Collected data
//! snapvc Core Library
//!
//! Version control for structured content snapshots:
//! - Content-addressed immutable versions with parent links
//! - Named branches with compare-and-swap head updates
//! - Structural diffs between any two versions
//! - Three-way merges with conflict tracking
//! - Reverts and retention-bounded backups as forward commits
//! - Hook scripts and snapshot persistence

pub mod backup;
pub mod branch;
pub mod clock;
pub mod config;
pub mod diff;
pub mod document;
pub mod error;
pub mod hooks;
pub mod merge;
pub mod object;
pub mod persistent;
pub mod repository;
pub mod revert;
pub mod scheduler;
pub mod version_store;
mod writer;

pub use backup::{BackupPolicy, BackupRecord, BackupType};
pub use branch::{Branch, validate_branch_name};
pub use clock::{Clock, ManualClock, SystemClock};
pub use config::{BackupScope, RepositoryConfig};
pub use diff::{Change, ChangeType, Diff};
pub use document::{DocPath, Document, PathError};
pub use error::{Result, VcsError};
pub use hooks::HookManager;
pub use merge::{MergeConflict, MergeRequest, MergeStatus};
pub use object::{CommitKind, Version, VersionId};
pub use persistent::{FileStore, MemoryStore, RepositoryMetadata, RepositorySnapshot, SnapshotStore};
pub use repository::{
    CommitRequest, CreateBackupRequest, CreateBranchRequest, MergeBranchesRequest,
    ResolveMergeRequest, RestoreRequest, RevertRequest, VersionControl, VersionControlBuilder,
};
pub use version_store::HistoryPage;
//! Version object model for snapvc
//!
//! A [`Version`] is an immutable snapshot of one content item's document.
//! Its [`VersionId`] is a SHA-256 digest over the version's header and data,
//! so two versions with identical payloads still get distinct ids.

use crate::document::Document;
use chrono::{DateTime, Utc};
use serde::{Deserialize, Deserializer, Serialize, Serializer};
use sha2::{Digest, Sha256};

/// Unique identifier for a stored version
#[derive(Debug, Clone, Copy, PartialEq, Eq, Hash, PartialOrd, Ord)]
pub struct VersionId([u8; 32]);

impl VersionId {
    /// Create a new VersionId from raw bytes
    pub fn new(bytes: [u8; 32]) -> Self {
        Self(bytes)
    }

    /// Compute VersionId from data
    pub fn from_data(data: &[u8]) -> Self {
        let hash = Sha256::digest(data);
        Self(hash.into())
    }

    /// Convert to hexadecimal string
    pub fn to_hex(&self) -> String {
        hex::encode(self.0)
    }

    /// Parse from hexadecimal string
    pub fn from_hex(hex_str: &str) -> Result<Self, hex::FromHexError> {
        let bytes = hex::decode(hex_str)?;
        if bytes.len() != 32 {
            return Err(hex::FromHexError::InvalidStringLength);
        }
        let mut arr = [0u8; 32];
        arr.copy_from_slice(&bytes);
        Ok(Self(arr))
    }

    /// Abbreviated form for log lines
    pub fn short(&self) -> String {
        hex::encode(&self.0[..6])
    }
}

impl std::fmt::Display for VersionId {
    fn fmt(&self, f: &mut std::fmt::Formatter<'_>) -> std::fmt::Result {
        write!(f, "{}", self.to_hex())
    }
}

impl std::str::FromStr for VersionId {
    type Err = hex::FromHexError;

    fn from_str(s: &str) -> Result<Self, Self::Err> {
        Self::from_hex(s)
    }
}

impl Serialize for VersionId {
    fn serialize<S: Serializer>(&self, serializer: S) -> Result<S::Ok, S::Error> {
        serializer.serialize_str(&self.to_hex())
    }
}

impl<'de> Deserialize<'de> for VersionId {
    fn deserialize<D: Deserializer<'de>>(deserializer: D) -> Result<Self, D::Error> {
        let raw = String::deserialize(deserializer)?;
        Self::from_hex(&raw).map_err(serde::de::Error::custom)
    }
}

/// What produced a version; reported to hooks and logs
#[derive(Debug, Clone, Copy, PartialEq, Eq, Serialize, Deserialize)]
#[serde(rename_all = "snake_case")]
pub enum CommitKind {
    Commit,
    Merge,
    Revert,
    Restore,
}

impl std::fmt::Display for CommitKind {
    fn fmt(&self, f: &mut std::fmt::Formatter<'_>) -> std::fmt::Result {
        let name = match self {
            CommitKind::Commit => "commit",
            CommitKind::Merge => "merge",
            CommitKind::Revert => "revert",
            CommitKind::Restore => "restore",
        };
        f.write_str(name)
    }
}

/// Everything a caller supplies for a new version; the store assigns the
/// number, timestamp and id.
#[derive(Debug, Clone)]
pub struct NewVersion {
    pub content_id: String,
    pub branch_name: String,
    pub data: Document,
    pub commit_message: String,
    pub author_id: String,
    pub parent_version_id: Option<VersionId>,
    pub merge_parent_id: Option<VersionId>,
}

/// Immutable content snapshot
#[derive(Debug, Clone, PartialEq, Serialize, Deserialize)]
pub struct Version {
    pub version_id: VersionId,
    pub content_id: String,
    /// Branch the version was committed on
    pub branch_name: String,
    /// Monotonic per content item, not per branch
    pub version_number: u64,
    pub data: Document,
    pub commit_message: String,
    pub author_id: String,
    /// None only for the first version of a content item
    pub parent_version_id: Option<VersionId>,
    /// Source head recorded by merge commits
    #[serde(default, skip_serializing_if = "Option::is_none")]
    pub merge_parent_id: Option<VersionId>,
    pub created_at: DateTime<Utc>,
}

/// Hashed header; keeps the id stable regardless of field order in `Version`
#[derive(Serialize)]
struct VersionHeader<'a> {
    content_id: &'a str,
    branch_name: &'a str,
    version_number: u64,
    parent: Option<VersionId>,
    merge_parent: Option<VersionId>,
    author_id: &'a str,
    commit_message: &'a str,
    created_at: i64,
    data: &'a Document,
}

impl Version {
    /// Materialize a version from a draft
    pub fn new(draft: NewVersion, version_number: u64, created_at: DateTime<Utc>) -> Self {
        let header = VersionHeader {
            content_id: &draft.content_id,
            branch_name: &draft.branch_name,
            version_number,
            parent: draft.parent_version_id,
            merge_parent: draft.merge_parent_id,
            author_id: &draft.author_id,
            commit_message: &draft.commit_message,
            created_at: created_at.timestamp_nanos_opt().unwrap_or_default(),
            data: &draft.data,
        };
        let version_id =
            VersionId::from_data(&serde_json::to_vec(&header).unwrap_or_default());

        Self {
            version_id,
            content_id: draft.content_id,
            branch_name: draft.branch_name,
            version_number,
            data: draft.data,
            commit_message: draft.commit_message,
            author_id: draft.author_id,
            parent_version_id: draft.parent_version_id,
            merge_parent_id: draft.merge_parent_id,
            created_at,
        }
    }

    /// Check if this is the first version of its content item
    pub fn is_initial(&self) -> bool {
        self.parent_version_id.is_none()
    }

    /// Direct ancestors: the first parent, then the merge parent
    pub fn parents(&self) -> impl Iterator<Item = VersionId> + '_ {
        self.parent_version_id.into_iter().chain(self.merge_parent_id)
    }
}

TASK OBJECTIVE: Would you write the records out again, word for word?

TASK SOLUTION:
//! snapvc Core Library
//!
//! Version control for structured content snapshots:
//! - Content-addressed immutable versions with parent links
//! - Named branches with compare-and-swap head updates
//! - Structural diffs between any two versions
//! - Three-way merges with conflict tracking
//! - Reverts and retention-bounded backups as forward commits
//! - Hook scripts and snapshot persistence

pub mod backup;
pub mod branch;
pub mod clock;
pub mod config;
pub mod diff;
pub mod document;
pub mod error;
pub mod hooks;
pub mod merge;
pub mod object;
pub mod persistent;
pub mod repository;
pub mod revert;
pub mod scheduler;
pub mod version_store;
mod writer;

pub use backup::{BackupPolicy, BackupRecord, BackupType};
pub use branch::{Branch, validate_branch_name};
pub use clock::{Clock, ManualClock, SystemClock};
pub use config::{BackupScope, RepositoryConfig};
pub use diff::{Change, ChangeType, Diff};
pub use document::{DocPath, Document, PathError};
pub use error::{Result, VcsError};
pub use hooks::HookManager;
pub use merge::{MergeConflict, MergeRequest, MergeStatus};
pub use object::{CommitKind, Version, VersionId};
pub use persistent::{FileStore, MemoryStore, RepositoryMetadata, RepositorySnapshot, SnapshotStore};
pub use repository::{
    CommitRequest, CreateBackupRequest, CreateBranchRequest, MergeBranchesRequest,
    ResolveMergeRequest, RestoreRequest, RevertRequest, VersionControl, VersionControlBuilder,
};
pub use version_store::HistoryPage;
//! Version object model for snapvc
//!
//! A [`Version`] is an immutable snapshot of one content item's document.
//! Its [`VersionId`] is a SHA-256 digest over the version's header and data,
//! so two versions with identical payloads still get distinct ids.

use crate::document::Document;
use chrono::{DateTime, Utc};
use serde::{Deserialize, Deserializer, Serialize, Serializer};
use sha2::{Digest, Sha256};

/// Unique identifier for a stored version
#[derive(Debug, Clone, Copy, PartialEq, Eq, Hash, PartialOrd, Ord)]
pub struct VersionId([u8; 32]);

impl VersionId {
    /// Create a new VersionId from raw bytes
    pub fn new(bytes: [u8; 32]) -> Self {
        Self(bytes)
    }

    /// Compute VersionId from data
    pub fn from_data(data: &[u8]) -> Self {
        let hash = Sha256::digest(data);
        Self(hash.into())
    }

    /// Convert to hexadecimal string
    pub fn to_hex(&self) -> String {
        hex::encode(self.0)
    }

    /// Parse from hexadecimal string
    pub fn from_hex(hex_str: &str) -> Result<Self, hex::FromHexError> {
        let bytes = hex::decode(hex_str)?;
        if bytes.len() != 32 {
            return Err(hex::FromHexError::InvalidStringLength);
        }
        let mut arr = [0u8; 32];
        arr.copy_from_slice(&bytes);
        Ok(Self(arr))
    }

    /// Abbreviated form for log lines
    pub fn short(&self) -> String {
        hex::encode(&self.0[..6])
    }
}

impl std::fmt::Display for VersionId {
    fn fmt(&self, f: &mut std::fmt::Formatter<'_>) -> std::fmt::Result {
        write!(f, "{}", self.to_hex())
    }
}

impl std::str::FromStr for VersionId {
    type Err = hex::FromHexError;

    fn from_str(s: &str) -> Result<Self, Self::Err> {
        Self::from_hex(s)
    }
}

impl Serialize for VersionId {
    fn serialize<S: Serializer>(&self, serializer: S) -> Result<S::Ok, S::Error> {
        serializer.serialize_str(&self.to_hex())
    }
}

impl<'de> Deserialize<'de> for VersionId {
    fn deserialize<D: Deserializer<'de>>(deserializer: D) -> Result<Self, D::Error> {
        let raw = String::deserialize(deserializer)?;
        Self::from_hex(&raw).map_err(serde::de::Error::custom)
    }
}

/// What produced a version; reported to hooks and logs
#[derive(Debug, Clone, Copy, PartialEq, Eq, Serialize, Deserialize)]
#[serde(rename_all = "snake_case")]
pub enum CommitKind {
    Commit,
    Merge,
    Revert,
    Restore,
}

impl std::fmt::Display for CommitKind {
    fn fmt(&self, f: &mut std::fmt::Formatter<'_>) -> std::fmt::Result {
        let name = match self {
            CommitKind::Commit => "commit",
            CommitKind::Merge => "merge",
            CommitKind::Revert => "revert",
            CommitKind::Restore => "restore",
        };
        f.write_str(name)
    }
}

/// Everything a caller supplies for a new version; the store assigns the
/// number, timestamp and id.
#[derive(Debug, Clone)]
pub struct NewVersion {
    pub content_id: String,
    pub branch_name: String,
    pub data: Document,
    pub commit_message: String,
    pub author_id: String,
    pub parent_version_id: Option<VersionId>,
    pub merge_parent_id: Option<VersionId>,
}

/// Immutable content snapshot
#[derive(Debug, Clone, PartialEq, Serialize, Deserialize)]
pub struct Version {
    pub version_id: VersionId,
    pub content_id: String,
    /// Branch the version was committed on
    pub branch_name: String,
    /// Monotonic per content item, not per branch
    pub version_number: u64,
    pub data: Document,
    pub commit_message: String,
    pub author_id: String,
    /// None only for the first version of a content item
    pub parent_version_id: Option<VersionId>,
    /// Source head recorded by merge commits
    #[serde(default, skip_serializing_if = "Option::is_none")]
    pub merge_parent_id: Option<VersionId>,
    pub created_at: DateTime<Utc>,
}

/// Hashed header; keeps the id stable regardless of field order in `Version`
#[derive(Serialize)]
struct VersionHeader<'a> {
    content_id: &'a str,
    branch_name: &'a str,
    version_number: u64,
    parent: Option<VersionId>,
    merge_parent: Option<VersionId>,
    author_id: &'a str,
    commit_message: &'a str,
    created_at: i64,
    data: &'a Document,
}

impl Version {
    /// Materialize a version from a draft
    pub fn new(draft: NewVersion, version_number: u64, created_at: DateTime<Utc>) -> Self {
        let header = VersionHeader {
            content_id: &draft.content_id,
            branch_name: &draft.branch_name,
            version_number,
            parent: draft.parent_version_id,
            merge_parent: draft.merge_parent_id,
            author_id: &draft.author_id,
            commit_message: &draft.commit_message,
            created_at: created_at.timestamp_nanos_opt().unwrap_or_default(),
            data: &draft.data,
        };
        let version_id =
            VersionId::from_data(&serde_json::to_vec(&header).unwrap_or_default());

        Self {
            version_id,
            content_id: draft.content_id,
            branch_name: draft.branch_name,
            version_number,
            data: draft.data,
            commit_message: draft.commit_message,
            author_id: draft.author_id,
            parent_version_id: draft.parent_version_id,
            merge_parent_id: draft.merge_parent_id,
            created_at,
        }
    }

    /// Check if this is the first version of its content item
    pub fn is_initial(&self) -> bool {
        self.parent_version_id.is_none()
    }

    /// Direct ancestors: the first parent, then the merge parent
    pub fn parents(&self) -> impl Iterator<Item = VersionId> + '_ {
        self.parent_version_id.into_iter().chain(self.merge_parent_id)
    }
}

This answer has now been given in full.